HOW TO COMPLETE THIS TASK:
Treat the line with "pub fn catalog(&self)" as the starting point. Write it out and every line after it through the end of the listing below, exactly.

SOURCE DATA:
────────────────────
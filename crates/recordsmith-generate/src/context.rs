use recordsmith_core::{
    GeneratedRecord, IdentityProvider, MetadataProvider, PersistenceSink, Result,
};

use crate::cache::MetadataCache;

/// Collaborators a generator works against, plus the state cached from them.
///
/// The current user and profile are looked up on first use and reused for
/// every later request served by this context.
pub struct GenerationContext<'a> {
    metadata: MetadataCache<'a>,
    identity: &'a dyn IdentityProvider,
    sink: &'a mut dyn PersistenceSink,
    current_user: Option<String>,
    current_profile: Option<String>,
}

impl<'a> GenerationContext<'a> {
    pub fn new(
        metadata: &'a dyn MetadataProvider,
        identity: &'a dyn IdentityProvider,
        sink: &'a mut dyn PersistenceSink,
    ) -> Self {
        Self {
            metadata: MetadataCache::new(metadata),
            identity,
            sink,
            current_user: None,
            current_profile: None,
        }
    }

    pub fn metadata(&self) -> &MetadataCache<'a> {
        &self.metadata
    }

    pub fn metadata_mut(&mut self) -> &mut MetadataCache<'a> {
        &mut self.metadata
    }

    pub fn current_user_id(&mut self) -> Result<String> {
        if let Some(id) = &self.current_user {
            return Ok(id.clone());
        }
        let id = self.identity.current_user_id()?;
        self.current_user = Some(id.clone());
        Ok(id)
    }

    pub fn current_profile_id(&mut self) -> Result<String> {
        if let Some(id) = &self.current_profile {
            return Ok(id.clone());
        }
        let id = self.identity.current_profile_id()?;
        self.current_profile = Some(id.clone());
        Ok(id)
    }

    pub fn persist(&mut self, record: &GeneratedRecord) -> Result<String> {
        self.sink.insert(record)
    }
}
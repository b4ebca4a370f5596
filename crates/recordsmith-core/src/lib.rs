//! Core contracts for recordsmith.
//!
//! This crate defines the record-type descriptors consumed by the generator,
//! the values it produces, and the collaborator traits (metadata, identity,
//! persistence) the engine talks to.

pub mod catalog;
pub mod error;
pub mod provider;
pub mod record;
pub mod schema;
pub mod types;
pub mod validation;

pub use catalog::{InMemoryCatalog, StaticIdentity};
pub use error::{Error, Result};
pub use provider::{IdentityProvider, MetadataProvider, PersistenceSink};
pub use record::{FieldValue, GeneratedRecord};
pub use schema::{Catalog, FieldDescriptor, RecordSubtype, RecordTypeDescriptor};
pub use types::{FieldConstraints, FieldKind};
pub use validation::{catalog_json_schema, validate_catalog};

/// Current contract version for catalog JSON documents.
pub const CATALOG_VERSION: &str = "0.1";
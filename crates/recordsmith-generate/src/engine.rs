use rand::{RngCore, SeedableRng};
use rand_chacha::ChaCha8Rng;
use tracing::{debug, info};

use recordsmith_core::{FieldDescriptor, GeneratedRecord};

use crate::config::GeneratorConfig;
use crate::context::GenerationContext;
use crate::errors::GenerationError;
use crate::model::{FieldInclusion, FieldOverrides, GenerationPolicy, GenerationStats, ReferenceDepth};
use crate::synth::{SynthesisSettings, synthesize_field};

/// Entry point for generating records from catalog metadata.
pub struct RecordGenerator<'a> {
    pub(crate) context: GenerationContext<'a>,
    pub(crate) config: GeneratorConfig,
    pub(crate) settings: SynthesisSettings,
    pub(crate) rng: Box<dyn RngCore + 'a>,
    pub(crate) stats: GenerationStats,
}

impl<'a> RecordGenerator<'a> {
    /// Build a generator. Uses `config.seed` when set, otherwise a freshly
    /// seeded RNG.
    pub fn new(context: GenerationContext<'a>, config: GeneratorConfig) -> Self {
        let rng = match config.seed {
            Some(seed) => ChaCha8Rng::seed_from_u64(seed),
            None => ChaCha8Rng::from_rng(&mut rand::rng()),
        };
        Self {
            context,
            settings: SynthesisSettings::from(&config),
            config,
            rng: Box::new(rng),
            stats: GenerationStats::default(),
        }
    }

    pub fn with_rng(mut self, rng: impl RngCore + 'a) -> Self {
        self.rng = Box::new(rng);
        self
    }

    pub fn config(&self) -> &GeneratorConfig {
        &self.config
    }

    pub fn context(&self) -> &GenerationContext<'a> {
        &self.context
    }

    pub fn stats(&self) -> &GenerationStats {
        &self.stats
    }

    /// An empty record of the given type, or `None` if the type is unknown.
    pub fn create_skeleton(
        &mut self,
        type_name: &str,
    ) -> Result<Option<GeneratedRecord>, GenerationError> {
        let resolved = self.context.metadata_mut().resolve_name(type_name)?;
        if resolved.is_none() {
            debug!(record_type = %type_name, "unknown record type");
        }
        Ok(resolved.map(GeneratedRecord::new))
    }

    /// A fully populated record with default synthesis for every field.
    pub fn create_full(
        &mut self,
        type_name: &str,
        required_only: bool,
        allow_recursive_references: bool,
    ) -> Result<Option<GeneratedRecord>, GenerationError> {
        self.create_with_policy(
            type_name,
            &FieldOverrides::default(),
            GenerationPolicy::new(required_only, allow_recursive_references),
        )
    }

    /// A fully populated record where `overrides` replace synthesized values.
    pub fn create_full_with_overrides(
        &mut self,
        type_name: &str,
        overrides: &FieldOverrides,
        required_only: bool,
        allow_recursive_references: bool,
    ) -> Result<Option<GeneratedRecord>, GenerationError> {
        self.create_with_policy(
            type_name,
            overrides,
            GenerationPolicy::new(required_only, allow_recursive_references),
        )
    }

    pub fn create_with_policy(
        &mut self,
        type_name: &str,
        overrides: &FieldOverrides,
        policy: GenerationPolicy,
    ) -> Result<Option<GeneratedRecord>, GenerationError> {
        let depth = ReferenceDepth::for_policy(policy, self.config.max_reference_depth);
        let record = self.build(type_name, overrides, policy.inclusion, depth)?;
        if let Some(record) = &record {
            info!(
                record_type = %record.type_name(),
                fields = record.len(),
                recursive_references = policy.recursive_references,
                "record generated"
            );
        }
        Ok(record)
    }

    /// Generate a record and store it, returning the assigned identifier.
    pub fn create_and_persist(
        &mut self,
        type_name: &str,
        overrides: &FieldOverrides,
        policy: GenerationPolicy,
    ) -> Result<Option<String>, GenerationError> {
        let Some(record) = self.create_with_policy(type_name, overrides, policy)? else {
            return Ok(None);
        };
        let id = self.persist(&record)?;
        Ok(Some(id))
    }

    /// Assemble a record of `type_name`.
    ///
    /// Mutually recursive with relationship resolution; `depth` bounds how
    /// many further levels of related records may be created.
    pub(crate) fn build(
        &mut self,
        type_name: &str,
        overrides: &FieldOverrides,
        inclusion: FieldInclusion,
        depth: ReferenceDepth,
    ) -> Result<Option<GeneratedRecord>, GenerationError> {
        let Some(type_name) = self.context.metadata_mut().resolve_name(type_name)? else {
            debug!(record_type = %type_name, "unknown record type");
            return Ok(None);
        };
        let descriptor = self.context.metadata_mut().describe(&type_name)?;
        let mut record = GeneratedRecord::new(descriptor.name.clone());

        for field in &descriptor.fields {
            if let Some(reason) = self.skip_reason(field, inclusion) {
                debug!(record_type = %descriptor.name, field = %field.name, reason, "field skipped");
                continue;
            }

            let literal = overrides.get(&field.name);
            let value = if literal.is_none() && field.kind.is_relationship() {
                self.resolve_reference(field, &descriptor.name, depth)?
            } else {
                if literal.is_some() {
                    debug!(record_type = %descriptor.name, field = %field.name, "override applied");
                    self.stats.record_override();
                } else {
                    self.stats.record_synthesized();
                }
                synthesize_field(field, literal, &self.settings, &mut *self.rng)
            };

            record.set(field.name.clone(), value);
        }

        self.stats.record_built();
        Ok(Some(record))
    }

    pub(crate) fn persist(&mut self, record: &GeneratedRecord) -> Result<String, GenerationError> {
        let id = self.context.persist(record)?;
        self.stats.record_persisted();
        info!(record_type = %record.type_name(), id = %id, "record persisted");
        Ok(id)
    }

    fn skip_reason(&self, field: &FieldDescriptor, inclusion: FieldInclusion) -> Option<&'static str> {
        if !field.settable {
            Some("not settable")
        } else if field.nillable && inclusion == FieldInclusion::RequiredOnly {
            Some("optional under required-only policy")
        } else if self.config.is_excluded(&field.name) {
            Some("excluded")
        } else {
            None
        }
    }
}
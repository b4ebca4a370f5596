use std::collections::BTreeSet;
use std::path::Path;

use crate::error::{Error, Result};
use crate::provider::{IdentityProvider, MetadataProvider};
use crate::schema::{Catalog, RecordTypeDescriptor};
use crate::validation::validate_catalog;

/// Metadata provider backed by a catalog held in memory.
#[derive(Debug, Clone, Default)]
pub struct InMemoryCatalog {
    catalog: Catalog,
}

impl InMemoryCatalog {
    pub fn new(types: Vec<RecordTypeDescriptor>) -> Result<Self> {
        Self::from_catalog(Catalog {
            catalog_version: crate::CATALOG_VERSION.to_string(),
            types,
        })
    }

    pub fn from_catalog(catalog: Catalog) -> Result<Self> {
        validate_catalog(&catalog)?;
        Ok(Self { catalog })
    }

    pub fn from_json_str(json: &str) -> Result<Self> {
        let catalog: Catalog = serde_json::from_str(json)?;
        Self::from_catalog(catalog)
    }

    pub fn from_json_path(path: &Path) -> Result<Self> {
        let contents = std::fs::read_to_string(path)?;
        Self::from_json_str(&contents)
    }

    pub fn catalog(&self) -> &Catalog {
        &self.catalog
    }
}

impl MetadataProvider for InMemoryCatalog {
    fn list_known_types(&self) -> Result<BTreeSet<String>> {
        Ok(self
            .catalog
            .types
            .iter()
            .map(|record_type| record_type.name.clone())
            .collect())
    }

    fn describe(&self, type_name: &str) -> Result<RecordTypeDescriptor> {
        self.catalog
            .types
            .iter()
            .find(|record_type| record_type.is_named(type_name))
            .cloned()
            .ok_or_else(|| Error::Metadata(format!("type '{type_name}' not found in catalog")))
    }
}

/// Identity provider returning fixed identifiers.
#[derive(Debug, Clone, PartialEq, Eq)]
pub struct StaticIdentity {
    pub user_id: String,
    pub profile_id: String,
}

impl StaticIdentity {
    pub fn new(user_id: impl Into<String>, profile_id: impl Into<String>) -> Self {
        Self {
            user_id: user_id.into(),
            profile_id: profile_id.into(),
        }
    }
}

impl IdentityProvider for StaticIdentity {
    fn current_user_id(&self) -> Result<String> {
        Ok(self.user_id.clone())
    }

    fn current_profile_id(&self) -> Result<String> {
        Ok(self.profile_id.clone())
    }
}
────────────────────
SOLUTION:
    pub fn catalog(&self) -> &Catalog {
        &self.catalog
    }
}

impl MetadataProvider for InMemoryCatalog {
    fn list_known_types(&self) -> Result<BTreeSet<String>> {
        Ok(self
            .catalog
            .types
            .iter()
            .map(|record_type| record_type.name.clone())
            .collect())
    }

    fn describe(&self, type_name: &str) -> Result<RecordTypeDescriptor> {
        self.catalog
            .types
            .iter()
            .find(|record_type| record_type.is_named(type_name))
            .cloned()
            .ok_or_else(|| Error::Metadata(format!("type '{type_name}' not found in catalog")))
    }
}

/// Identity provider returning fixed identifiers.
#[derive(Debug, Clone, PartialEq, Eq)]
pub struct StaticIdentity {
    pub user_id: String,
    pub profile_id: String,
}

impl StaticIdentity {
    pub fn new(user_id: impl Into<String>, profile_id: impl Into<String>) -> Self {
        Self {
            user_id: user_id.into(),
            profile_id: profile_id.into(),
        }
    }
}

impl IdentityProvider for StaticIdentity {
    fn current_user_id(&self) -> Result<String> {
        Ok(self.user_id.clone())
    }

    fn current_profile_id(&self) -> Result<String> {
        Ok(self.profile_id.clone())
    }
}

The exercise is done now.